Our synoptic observations of seasonally resolved coccolith Sr/Ca ratios from a sediment trap mooring located in the western tropical North Atlantic during 2012–2013 contribute to understanding the ratio’s potential as a proxy for the biogeochemical effects of Saharan dust deposition in a heavily stratified ocean region. The main conclusions are as follows:

  • Strong correlation between Sr/Ca ratios and pulsed increase of coccolith- and coccolith-CaCO3 fluxes during the windier, cooler, and high MLD conditions of winter and spring support previous observations of nutrient-stimulated export productivity in the photic zone during these periods.

  • The Sr/Ca peak during the pulsed and CaCO3-dominated productivity event of mid-April 2013 coincided with the occurrence of dry dust deposition, in line with a scenario of Saharan dust contributing to stimulate the biological carbon pump through providing nutrients to fuel the surface coccolithophore community in the tropical North Atlantic.

  • Attenuated Sr/Ca during the pulsed and bSiO2-dominated productivity event in October–November 2013 coincided with the occurrence of seasonal inflow of nutrient-enriched Amazon water and wet dust deposition, suggesting that: (a) “freshly produced” coccoliths were, to some degree, diluted with “aged” coccoliths and rapidly dragged/scavenged by dust-induced accelerated sinking velocities; and (b) Sr incorporation was lower due to the small size species E. huxleyi and G. oceanica being the main coccolith-CaCO3 producers during this event.

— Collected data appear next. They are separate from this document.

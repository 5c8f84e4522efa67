//! Request routing dispatch module
//!
//! Entry point for HTTP request processing: method validation, the health
//! endpoint, and dispatch into the static/SPA lookup chain. Every request
//! terminates in a valid HTTP response; file errors are either recovered by
//! the fallback chain or mapped to a structured JSON status here.

use crate::config::Config;
use crate::handler::static_files::{self, ResolveError};
use crate::http::{self, cache};
use crate::logger;
use http_body_util::Full;
use hyper::body::{Body, Bytes};
use hyper::{Method, Request, Response};
use std::convert::Infallible;
use std::net::SocketAddr;
use std::sync::Arc;

const HEALTH_PATH: &str = "/api/health";

/// Request context encapsulating what routing needs from the request
pub struct RequestContext<'a> {
    pub path: &'a str,
    pub is_head: bool,
    pub if_none_match: Option<String>,
}

/// Main entry point for HTTP request handling
pub async fn handle_request(
    req: Request<hyper::body::Incoming>,
    config: Arc<Config>,
    remote_addr: SocketAddr,
) -> Result<Response<Full<Bytes>>, Infallible> {
    let method = req.method().clone();
    let path = req.uri().path().to_string();

    let response = match check_http_method(&method, config.http.enable_cors) {
        Some(resp) => resp,
        None => {
            let ctx = RequestContext {
                path: &path,
                is_head: method == Method::HEAD,
                if_none_match: req
                    .headers()
                    .get("if-none-match")
                    .and_then(|v| v.to_str().ok())
                    .map(ToString::to_string),
            };
            route_request(&ctx, &config).await
        }
    };

    if config.access_log_enabled() {
        let body_bytes = response.body().size_hint().exact().unwrap_or(0);
        logger::log_access(
            &remote_addr,
            method.as_str(),
            &path,
            response.status().as_u16(),
            body_bytes,
        );
    }

    Ok(response)
}

/// Check HTTP method and return an early response for non-GET/HEAD methods
fn check_http_method(method: &Method, enable_cors: bool) -> Option<Response<Full<Bytes>>> {
    match method {
        &Method::GET | &Method::HEAD => None,
        &Method::OPTIONS => Some(http::build_options_response(enable_cors)),
        _ => {
            logger::log_warning(&format!("Method not allowed: {method}"));
            Some(http::build_405_response())
        }
    }
}

/// Route request based on path
pub async fn route_request(ctx: &RequestContext<'_>, config: &Config) -> Response<Full<Bytes>> {
    // Health check first; it must never fall into the SPA chain.
    if ctx.path == HEALTH_PATH {
        return http::build_health_response(config.server.port, &config.http, ctx.is_head);
    }

    serve_spa(ctx, config).await
}

/// Serve a path through the static/SPA lookup chain
async fn serve_spa(ctx: &RequestContext<'_>, config: &Config) -> Response<Full<Bytes>> {
    match static_files::resolve(&config.assets, ctx.path).await {
        Ok(asset) => {
            let etag = cache::generate_etag(&asset.content);
            if cache::check_etag_match(ctx.if_none_match.as_deref(), &etag) {
                return http::build_304_response(&etag);
            }
            let cache_control = if asset.is_entry_fallback {
                http::ENTRY_CACHE_CONTROL
            } else {
                http::ASSET_CACHE_CONTROL
            };
            http::build_file_response(
                &asset.content,
                asset.content_type,
                &etag,
                cache_control,
                &config.http,
                ctx.is_head,
            )
        }
        Err(ResolveError::NotFound) => http::build_not_found_response(&config.http),
        Err(ResolveError::Io(e)) => {
            logger::log_error(&format!("Asset lookup failed for '{}': {e}", ctx.path));
            http::build_server_error_response(&config.http)
        }
    }
}

#[cfg(test)]
mod tests {
    use super::*;
    use crate::config::{AssetsConfig, HttpConfig, LoggingConfig, ServerConfig};
    use http_body_util::BodyExt;
    use hyper::StatusCode;
    use std::fs;
    use tempfile::TempDir;

    fn test_config(primary: &std::path::Path, secondary: &std::path::Path, port: u16) -> Config {
        Config {
            server: ServerConfig {
                host: "127.0.0.1".to_string(),
                port,
                debug: false,
                secret_key: "test".to_string(),
                workers: None,
            },
            assets: AssetsConfig {
                primary_root: primary.to_string_lossy().into_owned(),
                secondary_root: secondary.to_string_lossy().into_owned(),
                entry_document: "index.html".to_string(),
            },
            http: HttpConfig {
                enable_cors: true,
                server_name: "spaserve/test".to_string(),
            },
            logging: LoggingConfig { access_log: false },
        }
    }

    fn ctx(path: &str) -> RequestContext<'_> {
        RequestContext {
            path,
            is_head: false,
            if_none_match: None,
        }
    }

    async fn body_json(resp: Response<Full<Bytes>>) -> serde_json::Value {
        let bytes = resp.into_body().collect().await.unwrap().to_bytes();
        serde_json::from_slice(&bytes).unwrap()
    }

    #[tokio::test]
    async fn health_route_reports_configured_port() {
        let tmp = TempDir::new().unwrap();
        let config = test_config(tmp.path(), tmp.path(), 9999);

        let resp = route_request(&ctx("/api/health"), &config).await;
        assert_eq!(resp.status(), StatusCode::OK);
        let body = body_json(resp).await;
        assert_eq!(body["port"], 9999);
        assert_eq!(body["status"], "healthy");
    }

    #[tokio::test]
    async fn unknown_path_without_entry_document_is_json_404() {
        let tmp = TempDir::new().unwrap();
        let config = test_config(tmp.path(), tmp.path(), 8081);

        let resp = route_request(&ctx("/nothing-here"), &config).await;
        assert_eq!(resp.status(), StatusCode::NOT_FOUND);
        let body = body_json(resp).await;
        assert_eq!(body["error"], "Not found");
    }

    #[tokio::test]
    async fn unknown_path_with_entry_document_serves_it_with_200() {
        let tmp = TempDir::new().unwrap();
        let primary = tmp.path().join("dist");
        fs::create_dir(&primary).unwrap();
        fs::write(primary.join("index.html"), b"<html>spa</html>").unwrap();
        let config = test_config(&primary, tmp.path(), 8081);

        let resp = route_request(&ctx("/some/client/route"), &config).await;
        assert_eq!(resp.status(), StatusCode::OK);
        assert_eq!(resp.headers()["cache-control"], "no-cache");
        assert_eq!(resp.headers()["access-control-allow-origin"], "*");
        let bytes = resp.into_body().collect().await.unwrap().to_bytes();
        assert_eq!(&bytes[..], b"<html>spa</html>");
    }

    #[tokio::test]
    async fn repeated_requests_are_identical() {
        let tmp = TempDir::new().unwrap();
        let primary = tmp.path().join("dist");
        fs::create_dir(&primary).unwrap();
        fs::write(primary.join("app.css"), b"body{margin:0}").unwrap();
        let config = test_config(&primary, tmp.path(), 8081);

        let first = route_request(&ctx("/app.css"), &config).await;
        let second = route_request(&ctx("/app.css"), &config).await;
        assert_eq!(first.status(), second.status());
        assert_eq!(first.headers()["etag"], second.headers()["etag"]);
        assert_eq!(first.headers()["cache-control"], "public, max-age=3600");
        let a = first.into_body().collect().await.unwrap().to_bytes();
        let b = second.into_body().collect().await.unwrap().to_bytes();
        assert_eq!(a, b);
    }

    #[tokio::test]
    async fn matching_etag_yields_304() {
        let tmp = TempDir::new().unwrap();
        let primary = tmp.path().join("dist");
        fs::create_dir(&primary).unwrap();
        fs::write(primary.join("app.js"), b"let a = 1;").unwrap();
        let config = test_config(&primary, tmp.path(), 8081);

        let first = route_request(&ctx("/app.js"), &config).await;
        let etag = first.headers()["etag"].to_str().unwrap().to_string();

        let revalidation = RequestContext {
            path: "/app.js",
            is_head: false,
            if_none_match: Some(etag),
        };
        let resp = route_request(&revalidation, &config).await;
        assert_eq!(resp.status(), StatusCode::NOT_MODIFIED);
    }

    #[test]
    fn method_gate_allows_reads_only() {
        assert!(check_http_method(&Method::GET, false).is_none());
        assert!(check_http_method(&Method::HEAD, false).is_none());

        let preflight = check_http_method(&Method::OPTIONS, true).unwrap();
        assert_eq!(preflight.status(), StatusCode::NO_CONTENT);

        let rejected = check_http_method(&Method::POST, false).unwrap();
        assert_eq!(rejected.status(), StatusCode::METHOD_NOT_ALLOWED);
        assert_eq!(rejected.headers()["allow"], "GET, HEAD, OPTIONS");
    }
}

  • High Sr/Ca ratios during maxima of typical tropical taxa, both surface- and deep-dwelling species, during the ITCZ-influenced summer season, validate the ratio as a biogeochemical proxy for enhanced productivity under the heavily stratified ocean conditions typical of tropical open-ocean settings.

  • Small-size coccolith fractions, where coccolith-CaCO3 was dominated by highly productive but small-sized species F. profunda, G. flabellatus and E. huxleyi, usually presented lower Sr/Ca compared to the other fractions, particularly the large-size fractions which presented unusually high Sr/Ca, to which the abnormally Sr-rich species Scyphosphaera apsteinii likely contributed. This clearly supports the existing notion of larger-sized coccoliths being able to incorporate more Sr during their cells’ growth, regardless of the degree to which they are responsive to transient nutrient enrichment.

While the Sr/Ca data confirm the occurrence of previously reported pulsed export productivity in the region, we recommend that the data should be interpreted taking into consideration the carbonate produced by size-distinct species within the coccolith sinking assemblage, and in the context of a multi-proxy framework. Our study suggests that the Sr/Ca ratio is less suitable to be used as a dust-related productivity proxy beyond a certain threshold of dust flux and/or when dust is deposited with rain, during which the dust ballasting effect may contribute to attenuate the coccolith biogeochemical “growth” original signal. Results from this study highlight the importance of doing more research addressing the physiological, biogeochemical, and abiotic drivers of Sr incorporation by ecologically- and morphologically distinct coccolithophore species.